Los incendios forestales se convirtieron en protagonistas del cuarto día consecutivo de vientos fuertes, luego de que la búsqueda de los desaparecidos en los mares que rodean al país fuera infructuosa.
El Instituto Nicaragüense de Estudios Territoriales (Ineter) reportó ayer vientos de entre 15 y 25 kilómetros por hora, pero con rachas que alcanzaron los 55 kilómetros por hora en los litorales Pacífico y Caribe.
La Dirección de Defensa Civil del Ejército de Nicaragua informó ayer que entre dos mil y 2,500 manzanas de tierra fueron calcinadas por un incendio forestal, en Masachapa, en el municipio de El Viejo, Chinandega, a 145 kilómetros al occidente de Managua.
Sin embargo, el oficial de guardia de la Defensa Civil, capitán Rafael Figueroa, advirtió que el fuego no había sido apagado en horas de la tarde, por lo que la cifra del área afectada podía aumentar.
Los terrenos quemados aparentemente estaban cubiertos de maleza y pastizales.
Lo mismo ocurrió en La Paz Centro, a 65 kilómetros al oeste de Managua, en un lugar ubicado entre los volcanes Las Pilas y El Hoyo, donde el fuego consumió 1,200 manzanas de tierra, también pobladas de monte.

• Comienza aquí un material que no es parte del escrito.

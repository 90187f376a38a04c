//! The database driver: the one process that owns the storage file.
//!
//! Connections are served concurrently, but every storage request goes
//! through one bounded queue into one storage thread, so writes from all
//! clients are applied in FIFO arrival order.

use crate::error::{RpcError, SupervisorError};
use crate::ipc::{IpcListener, IpcStream};
use crate::protocol::{DriverRequest, DriverResponse, IdleTimeout, MessageCodec, Row, Statement};
use crate::storage::{open_backend, StorageBackend};
use crate::worker::DriverConfig;
use anyhow::{Context, Result};
use serde_json::json;
use std::path::PathBuf;
use std::sync::atomic::{AtomicBool, AtomicU64, Ordering};
use std::sync::Arc;
use std::time::{Duration, Instant};
use tokio::sync::{mpsc, oneshot, Semaphore};
use tokio::time::timeout;
use tracing::{debug, error, info, warn};

const MAX_CONCURRENT_CONNECTIONS: u32 = 64;
const READ_TIMEOUT: Duration = Duration::from_secs(2);
const WRITE_TIMEOUT: Duration = Duration::from_secs(5);
const IDLE_TIMEOUT: Duration = Duration::from_secs(3600);
const ENQUEUE_TIMEOUT: Duration = Duration::from_secs(5);
const REQUEST_TIMEOUT: Duration = Duration::from_secs(120);
const DRAIN_TIMEOUT: Duration = Duration::from_secs(10);

enum StorageJob {
    Execute { sql: String, params: Vec<serde_json::Value> },
    Batch(Vec<Statement>),
}

struct QueuedJob {
    job: StorageJob,
    reply: oneshot::Sender<std::result::Result<Vec<Row>, RpcError>>,
}

/// Requests a running driver to shut down from inside the same process.
#[derive(Clone)]
pub struct ShutdownTrigger(Arc<AtomicBool>);

impl ShutdownTrigger {
    pub fn trigger(&self) {
        self.0.store(true, Ordering::SeqCst);
    }
}

struct DriverState {
    queue: mpsc::Sender<QueuedJob>,
    queue_capacity: usize,
    enqueue_timeout: Duration,
    shutdown: Arc<AtomicBool>,
    started: Instant,
    requests_served: AtomicU64,
    config: DriverConfig,
    socket_path: PathBuf,
}

impl DriverState {
    async fn handle(&self, request: DriverRequest) -> DriverResponse {
        self.requests_served.fetch_add(1, Ordering::Relaxed);
        match request {
            DriverRequest::Ping => DriverResponse::single(json!({ "pong": true })),
            DriverRequest::Status => DriverResponse::single(self.status()),
            DriverRequest::Shutdown => {
                info!("Shutdown requested by client");
                self.shutdown.store(true, Ordering::SeqCst);
                DriverResponse::single(json!({ "shutting_down": true }))
            }
            DriverRequest::Execute { sql, params } => {
                self.enqueue(StorageJob::Execute { sql, params }).await
            }
            DriverRequest::ExecuteBatch { args } => {
                self.enqueue(StorageJob::Batch(args.statements)).await
            }
        }
    }

    async fn enqueue(&self, job: StorageJob) -> DriverResponse {
        if self.shutdown.load(Ordering::SeqCst) {
            return DriverResponse::error(RpcError::SHUTTING_DOWN, "driver is shutting down");
        }

        let (reply, rx) = oneshot::channel();
        match timeout(self.enqueue_timeout, self.queue.send(QueuedJob { job, reply })).await {
            Err(_) => {
                warn!(
                    "Request queue full ({} pending), gave up after {:?}",
                    self.queue_capacity, self.enqueue_timeout
                );
                return DriverResponse::error(
                    RpcError::QUEUE_FULL,
                    format!("request queue is full ({} pending)", self.queue_capacity),
                );
            }
            Ok(Err(_)) => {
                return DriverResponse::error(RpcError::SHUTTING_DOWN, "storage thread has stopped");
            }
            Ok(Ok(())) => {}
        }

        match timeout(REQUEST_TIMEOUT, rx).await {
            Ok(Ok(Ok(rows))) => DriverResponse::data(rows),
            Ok(Ok(Err(e))) => DriverResponse::Error { error: e },
            Ok(Err(_)) => {
                DriverResponse::error(RpcError::SHUTTING_DOWN, "storage thread dropped the request")
            }
            Err(_) => DriverResponse::error(
                RpcError::TIMEOUT,
                format!("request not completed within {REQUEST_TIMEOUT:?}"),
            ),
        }
    }

    fn status(&self) -> serde_json::Value {
        let free = self.queue.capacity();
        json!({
            "driver_type": self.config.driver_type,
            "storage_path": self.config.storage_path,
            "socket_path": self.socket_path,
            "pid": std::process::id(),
            "queue_capacity": self.queue_capacity,
            "pending": self.queue_capacity.saturating_sub(free),
            "requests_served": self.requests_served.load(Ordering::Relaxed),
            "uptime_secs": self.started.elapsed().as_secs(),
            "shutting_down": self.shutdown.load(Ordering::SeqCst),
        })
    }
}

pub struct DatabaseDriver {
    config: DriverConfig,
    socket_path: PathBuf,
    shutdown: Arc<AtomicBool>,
    handle_signals: bool,
    enqueue_timeout: Duration,
}

impl DatabaseDriver {
    pub fn new(config: DriverConfig) -> std::result::Result<Self, SupervisorError> {
        if config.driver_type != "sqlite" {
            return Err(SupervisorError::invalid_config(format!(
                "unsupported driver_type {:?}, only \"sqlite\" is available",
                config.driver_type
            )));
        }
        if config.queue_capacity == 0 {
            return Err(SupervisorError::invalid_config(
                "queue_capacity must be at least 1",
            ));
        }
        let socket_path = config.effective_socket_path();
        Ok(Self {
            config,
            socket_path,
            shutdown: Arc::new(AtomicBool::new(false)),
            handle_signals: true,
            enqueue_timeout: ENQUEUE_TIMEOUT,
        })
    }

    /// Leave SIGTERM/SIGINT alone; shutdown then comes only from a client
    /// request or a [`ShutdownTrigger`].
    pub fn without_signal_handling(mut self) -> Self {
        self.handle_signals = false;
        self
    }

    /// How long a request may wait for room in a full queue before it is
    /// answered with `queue_full`.
    pub fn with_enqueue_timeout(mut self, enqueue_timeout: Duration) -> Self {
        self.enqueue_timeout = enqueue_timeout;
        self
    }

    pub fn socket_path(&self) -> &PathBuf {
        &self.socket_path
    }

    pub fn shutdown_trigger(&self) -> ShutdownTrigger {
        ShutdownTrigger(self.shutdown.clone())
    }

    /// Serve until shutdown, then drain the queue, close storage and remove
    /// the socket file.
    pub async fn run(self) -> Result<()> {
        let (queue, rx) = mpsc::channel(self.config.queue_capacity);
        let (ready_tx, ready_rx) = oneshot::channel();
        let storage_config = self.config.clone();
        let storage_thread = std::thread::Builder::new()
            .name("storage".to_string())
            .spawn(move || match open_backend(&storage_config) {
                Ok(backend) => {
                    let _ = ready_tx.send(Ok(()));
                    storage_loop(backend, rx);
                }
                Err(e) => {
                    let _ = ready_tx.send(Err(e));
                }
            })
            .context("Failed to spawn storage thread")?;

        ready_rx
            .await
            .context("Storage thread exited before opening storage")?
            .with_context(|| {
                format!("Failed to open storage at {}", self.config.storage_path.display())
            })?;

        let listener = IpcListener::bind(&self.socket_path).await?;
        info!(
            "Database driver listening on {} (storage {}, queue capacity {})",
            self.socket_path.display(),
            self.config.storage_path.display(),
            self.config.queue_capacity
        );

        if self.handle_signals {
            use tokio::signal::unix::{signal, SignalKind};
            let mut sigterm = signal(SignalKind::terminate())?;
            let mut sigint = signal(SignalKind::interrupt())?;
            let shutdown = self.shutdown.clone();

            tokio::spawn(async move {
                tokio::select! {
                    _ = sigterm.recv() => info!("Received SIGTERM, shutting down gracefully"),
                    _ = sigint.recv() => info!("Received SIGINT, shutting down gracefully"),
                }
                shutdown.store(true, Ordering::SeqCst);
            });
        }

        let state = Arc::new(DriverState {
            queue,
            queue_capacity: self.config.queue_capacity,
            enqueue_timeout: self.enqueue_timeout,
            shutdown: self.shutdown.clone(),
            started: Instant::now(),
            requests_served: AtomicU64::new(0),
            config: self.config.clone(),
            socket_path: self.socket_path.clone(),
        });
        let semaphore = Arc::new(Semaphore::new(MAX_CONCURRENT_CONNECTIONS as usize));

        loop {
            if self.shutdown.load(Ordering::SeqCst) {
                info!("Database driver shutting down...");
                break;
            }

            tokio::select! {
                accept_result = listener.accept() => {
                    match accept_result {
                        Ok(stream) => match semaphore.clone().try_acquire_owned() {
                            Ok(permit) => {
                                let state = state.clone();
                                tokio::spawn(async move {
                                    let _permit = permit;
                                    if let Err(e) = handle_connection(stream, state).await {
                                        debug!("Connection closed with error: {:#}", e);
                                    }
                                });
                            }
                            Err(_) => {
                                warn!(
                                    "Connection limit reached ({} connections), rejecting new connection",
                                    MAX_CONCURRENT_CONNECTIONS
                                );
                                drop(stream);
                            }
                        },
                        Err(e) => error!("Error accepting connection: {}", e),
                    }
                }
                _ = tokio::time::sleep(Duration::from_millis(100)) => {}
            }
        }

        // Stop accepting and make the socket disappear before draining
        drop(listener);

        if timeout(
            DRAIN_TIMEOUT,
            semaphore.acquire_many(MAX_CONCURRENT_CONNECTIONS),
        )
        .await
        .is_err()
        {
            warn!("Connections still open after {:?}, closing storage anyway", DRAIN_TIMEOUT);
        }
        drop(state);

        match timeout(
            DRAIN_TIMEOUT,
            tokio::task::spawn_blocking(move || storage_thread.join()),
        )
        .await
        {
            Ok(Ok(Ok(()))) => info!("Storage closed, driver stopped"),
            Ok(_) => error!("Storage thread panicked"),
            Err(_) => warn!("Storage thread did not finish within {:?}", DRAIN_TIMEOUT),
        }
        Ok(())
    }
}

fn storage_loop(mut backend: Box<dyn StorageBackend>, mut rx: mpsc::Receiver<QueuedJob>) {
    // Runs until every sender is gone and the queue is empty
    while let Some(QueuedJob { job, reply }) = rx.blocking_recv() {
        let result = match job {
            StorageJob::Execute { sql, params } => backend.execute(&sql, &params),
            StorageJob::Batch(statements) => backend.execute_batch(&statements),
        };
        let result = result.map_err(|e| {
            debug!("Storage request failed: {}", e);
            RpcError::new(RpcError::STORAGE_ERROR, e.to_string())
        });
        if reply.send(result).is_err() {
            debug!("Requester went away before the reply was ready");
        }
    }

    let path = backend.path().to_path_buf();
    if let Err(e) = backend.close() {
        error!("Failed to close storage {}: {}", path.display(), e);
    }
}

async fn handle_connection(stream: IpcStream, state: Arc<DriverState>) -> Result<()> {
    let (mut reader, mut writer) = stream.into_split();
    let mut last_activity = Instant::now();

    loop {
        if state.shutdown.load(Ordering::SeqCst) {
            debug!("Driver shutting down, closing client connection");
            break;
        }
        if last_activity.elapsed() > IDLE_TIMEOUT {
            debug!("Closing idle connection after {}s", IDLE_TIMEOUT.as_secs());
            break;
        }

        let frame = match MessageCodec::read_framed(&mut reader, READ_TIMEOUT).await {
            Ok(Some(frame)) => frame,
            Ok(None) => {
                debug!("Client disconnected");
                break;
            }
            Err(e) if e.is::<IdleTimeout>() => continue,
            Err(e) => return Err(e),
        };
        last_activity = Instant::now();

        let response = match serde_json::from_slice::<DriverRequest>(&frame) {
            Ok(request) => {
                debug!("Handling {} request", request.operation());
                state.handle(request).await
            }
            Err(e) => DriverResponse::error(RpcError::BAD_REQUEST, format!("invalid request: {e}")),
        };
        MessageCodec::send(&mut writer, &response, WRITE_TIMEOUT).await?;
    }
    Ok(())
}
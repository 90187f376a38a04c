//! In-memory table of active workers, grouped by kind.
//!
//! The registry is shared between foreground lifecycle calls and the
//! background monitor. Every operation runs under one internal mutex; compound
//! "check then remove" sequences use [`WorkerRegistry::remove_record`], which
//! only removes the exact instance the caller inspected.

use crate::worker::{WorkerKind, WorkerRecord};
use std::collections::BTreeMap;
use std::sync::{Mutex, MutexGuard};
use tracing::debug;

#[derive(Debug, Default)]
pub struct WorkerRegistry {
    entries: Mutex<BTreeMap<WorkerKind, Vec<WorkerRecord>>>,
}

impl WorkerRegistry {
    pub fn new() -> Self {
        Self::default()
    }

    fn entries(&self) -> MutexGuard<'_, BTreeMap<WorkerKind, Vec<WorkerRecord>>> {
        // A panic while holding the lock leaves plain bookkeeping behind, still usable
        self.entries.lock().unwrap_or_else(|poisoned| poisoned.into_inner())
    }

    pub fn register(&self, kind: WorkerKind, record: WorkerRecord) {
        debug!("Registering {} worker {} (PID {:?})", kind, record.name, record.pid);
        self.entries().entry(kind).or_default().push(record);
    }

    /// Remove every record of `kind` with this PID. Returns how many went.
    pub fn unregister(&self, kind: WorkerKind, pid: u32) -> usize {
        let mut entries = self.entries();
        let Some(records) = entries.get_mut(&kind) else {
            return 0;
        };
        let before = records.len();
        records.retain(|r| r.pid != Some(pid));
        let removed = before - records.len();
        if records.is_empty() {
            entries.remove(&kind);
        }
        if removed > 0 {
            debug!("Unregistered {} {} worker(s) with PID {}", removed, kind, pid);
        }
        removed
    }

    fn same_instance(a: &WorkerRecord, b: &WorkerRecord) -> bool {
        a.pid == b.pid && a.name == b.name && a.created_at == b.created_at
    }

    /// Whether this exact record (same PID, name and creation time) is
    /// still registered.
    pub fn contains_record(&self, record: &WorkerRecord) -> bool {
        self.entries()
            .get(&record.kind)
            .is_some_and(|records| records.iter().any(|r| Self::same_instance(r, record)))
    }

    /// Remove this exact record (same PID, name and creation time) if it is
    /// still registered. A newer instance registered in the meantime is left
    /// alone.
    pub fn remove_record(&self, record: &WorkerRecord) -> bool {
        let mut entries = self.entries();
        let Some(records) = entries.get_mut(&record.kind) else {
            return false;
        };
        let position = records.iter().position(|r| Self::same_instance(r, record));
        let removed = match position {
            Some(idx) => {
                records.remove(idx);
                true
            }
            None => false,
        };
        if records.is_empty() {
            entries.remove(&record.kind);
        }
        removed
    }

    pub fn get(&self, kind: WorkerKind) -> Vec<WorkerRecord> {
        self.entries().get(&kind).cloned().unwrap_or_default()
    }

    /// Consistent snapshot of every kind's records.
    pub fn get_all(&self) -> BTreeMap<WorkerKind, Vec<WorkerRecord>> {
        self.entries().clone()
    }

    /// Drop all records of `kind`, returning them.
    pub fn clear(&self, kind: WorkerKind) -> Vec<WorkerRecord> {
        self.entries().remove(&kind).unwrap_or_default()
    }

    pub fn len(&self) -> usize {
        self.entries().values().map(Vec::len).sum()
    }

    pub fn is_empty(&self) -> bool {
        self.len() == 0
    }
}
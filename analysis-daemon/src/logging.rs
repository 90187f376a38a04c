//! Log setup for the supervisor, the driver and worker processes.

use anyhow::{Context, Result};
use std::fs::{self, OpenOptions};
use std::io::Write;
use std::path::{Path, PathBuf};
use std::sync::Mutex;
use tracing_subscriber::EnvFilter;

/// `RUST_LOG` wins over the configured level.
fn env_filter(level: &str) -> EnvFilter {
    EnvFilter::try_from_default_env().unwrap_or_else(|_| EnvFilter::new(level))
}

/// Log to stderr. Used by the interactive CLI.
pub fn init_stderr(level: &str) {
    let _ = tracing_subscriber::fmt()
        .with_env_filter(env_filter(level))
        .with_writer(std::io::stderr)
        .try_init();
}

/// Append logs to `path`. Used by detached worker and driver processes,
/// whose stdout/stderr go nowhere.
pub fn init_file(level: &str, path: &Path) -> Result<()> {
    if let Some(parent) = path.parent() {
        fs::create_dir_all(parent)
            .with_context(|| format!("Failed to create log directory {parent:?}"))?;
    }
    let file = OpenOptions::new()
        .create(true)
        .append(true)
        .open(path)
        .with_context(|| format!("Failed to open log file {path:?}"))?;

    let _ = tracing_subscriber::fmt()
        .with_env_filter(env_filter(level))
        .with_ansi(false)
        .with_writer(Mutex::new(file))
        .try_init();
    Ok(())
}

/// Write panics to `<log_dir>/crashes.log` (and stderr) before the default
/// unwinding continues. Returns the crash log path.
pub fn install_crash_hook(log_dir: &Path, process: &str) -> PathBuf {
    let crash_log_path = log_dir.join("crashes.log");
    let _ = fs::create_dir_all(log_dir);

    let log_path_for_hook = crash_log_path.clone();
    let process = process.to_string();
    std::panic::set_hook(Box::new(move |panic_info| {
        let timestamp = chrono::Utc::now().to_rfc3339();
        let backtrace = std::backtrace::Backtrace::force_capture();
        let crash_message = format!(
            "\n=== {} CRASH (PID {}) ===\nTimestamp: {}\nPanic: {}\nBacktrace:\n{}\n======================\n\n",
            process,
            std::process::id(),
            timestamp,
            panic_info,
            backtrace
        );

        if let Ok(mut file) = OpenOptions::new()
            .create(true)
            .append(true)
            .open(&log_path_for_hook)
        {
            let _ = file.write_all(crash_message.as_bytes());
            let _ = file.flush();
        }

        eprintln!("{}", crash_message);
    }));

    crash_log_path
}
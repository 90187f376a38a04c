//! Vectorization stage: picks up indexed rows and marks them vectorized.

use super::Stage;

pub struct VectorizationStage;

impl Stage for VectorizationStage {
    fn name(&self) -> &'static str {
        "vectorization"
    }

    // Deleted files have nothing to embed but still leave the queue this way
    fn pending_sql(&self) -> &'static str {
        "SELECT id, path FROM file_changes WHERE indexed = 1 AND vectorized = 0 ORDER BY id LIMIT ?"
    }

    fn complete_sql(&self) -> &'static str {
        "UPDATE file_changes SET vectorized = 1, vectorized_at = ? WHERE id = ?"
    }
}
//! Diagnostic lock file written by the file watcher.
//!
//! Unlike the PID file this carries instance identity (host, creation time)
//! for status output and stale-instance reports. The start/stop path never
//! consults it.

use crate::liveness::ProcessProbe;
use anyhow::{Context, Result};
use chrono::{DateTime, Utc};
use serde::{Deserialize, Serialize};
use std::fs;
use std::path::Path;
use tracing::debug;

#[derive(Debug, Clone, PartialEq, Eq, Serialize, Deserialize)]
pub struct LockInfo {
    pub pid: u32,
    pub created_at: DateTime<Utc>,
    pub worker_name: String,
    pub hostname: String,
}

/// Why a lock file no longer describes a running instance.
#[derive(Debug, Clone, PartialEq, Eq)]
pub enum Staleness {
    Live,
    DeadProcess,
    ForeignHost(String),
}

impl LockInfo {
    /// Lock info describing the calling process.
    pub fn for_current_process(worker_name: impl Into<String>) -> Self {
        Self {
            pid: std::process::id(),
            created_at: Utc::now(),
            worker_name: worker_name.into(),
            hostname: hostname(),
        }
    }

    pub fn write(&self, path: &Path) -> Result<()> {
        if let Some(parent) = path.parent() {
            fs::create_dir_all(parent)
                .with_context(|| format!("Failed to create lock directory {parent:?}"))?;
        }
        let json = serde_json::to_string_pretty(self)?;
        fs::write(path, json).with_context(|| format!("Failed to write lock file {path:?}"))?;
        Ok(())
    }

    /// Read a lock file. A missing or unparsable file yields `None`.
    pub fn read(path: &Path) -> Option<Self> {
        let contents = fs::read_to_string(path).ok()?;
        match serde_json::from_str(&contents) {
            Ok(info) => Some(info),
            Err(e) => {
                debug!("Ignoring malformed lock file {:?}: {}", path, e);
                None
            }
        }
    }

    /// Remove the lock file at `path` if it belongs to the calling process.
    pub fn release(path: &Path) -> Result<bool> {
        match Self::read(path) {
            Some(info) if info.pid == std::process::id() => {
                fs::remove_file(path)
                    .with_context(|| format!("Failed to remove lock file {path:?}"))?;
                Ok(true)
            }
            _ => Ok(false),
        }
    }

    pub fn staleness(&self, probe: &dyn ProcessProbe) -> Staleness {
        let local = hostname();
        if !self.hostname.is_empty() && self.hostname != local {
            return Staleness::ForeignHost(self.hostname.clone());
        }
        if probe.is_alive(self.pid) {
            Staleness::Live
        } else {
            Staleness::DeadProcess
        }
    }
}

/// Host name of this machine, empty if it can't be determined.
pub fn hostname() -> String {
    let mut buf = [0u8; 256];
    let rc = unsafe { libc::gethostname(buf.as_mut_ptr() as *mut libc::c_char, buf.len()) };
    if rc != 0 {
        return std::env::var("HOSTNAME").unwrap_or_default();
    }
    let end = buf.iter().position(|&b| b == 0).unwrap_or(buf.len());
    String::from_utf8_lossy(&buf[..end]).into_owned()
}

Este incendio sí logró detenerse, pero se necesitó la participación de la Defensa Civil de León, los bomberos de La Paz Centro, tres brigadas municipales contra incendios, así como personal del Ministerio del Ambiente y los Recursos Naturales (Marena) y el Instituto Nacional Forestal (Inafor).
El viernes por la noche también se logró sofocar un incendio, a 60 kilómetros de la capital, que quemó 12 manzanas de tierra en cuatro fincas, situadas en Nandaime y Granada.
Este último incendio fue originado por una quema de basura, por lo que Figueroa recordó que hay que seguir las recomendaciones de la Defensa Civil y del Ineter.
Entre las recomendaciones están precisamente el no quemar basura, cuidar a los niños, manejar con precaución en las carreteras, abstenerse de meterse a los lagos o mares con embarcaciones pequeñas y tener precaución con las naves aéreas al aterrizar o despegar.
El año pasado se quemaron 26,138.37 hectáreas, en Nicaragua, a pesar del gran avance los sistemas de alerta temprana.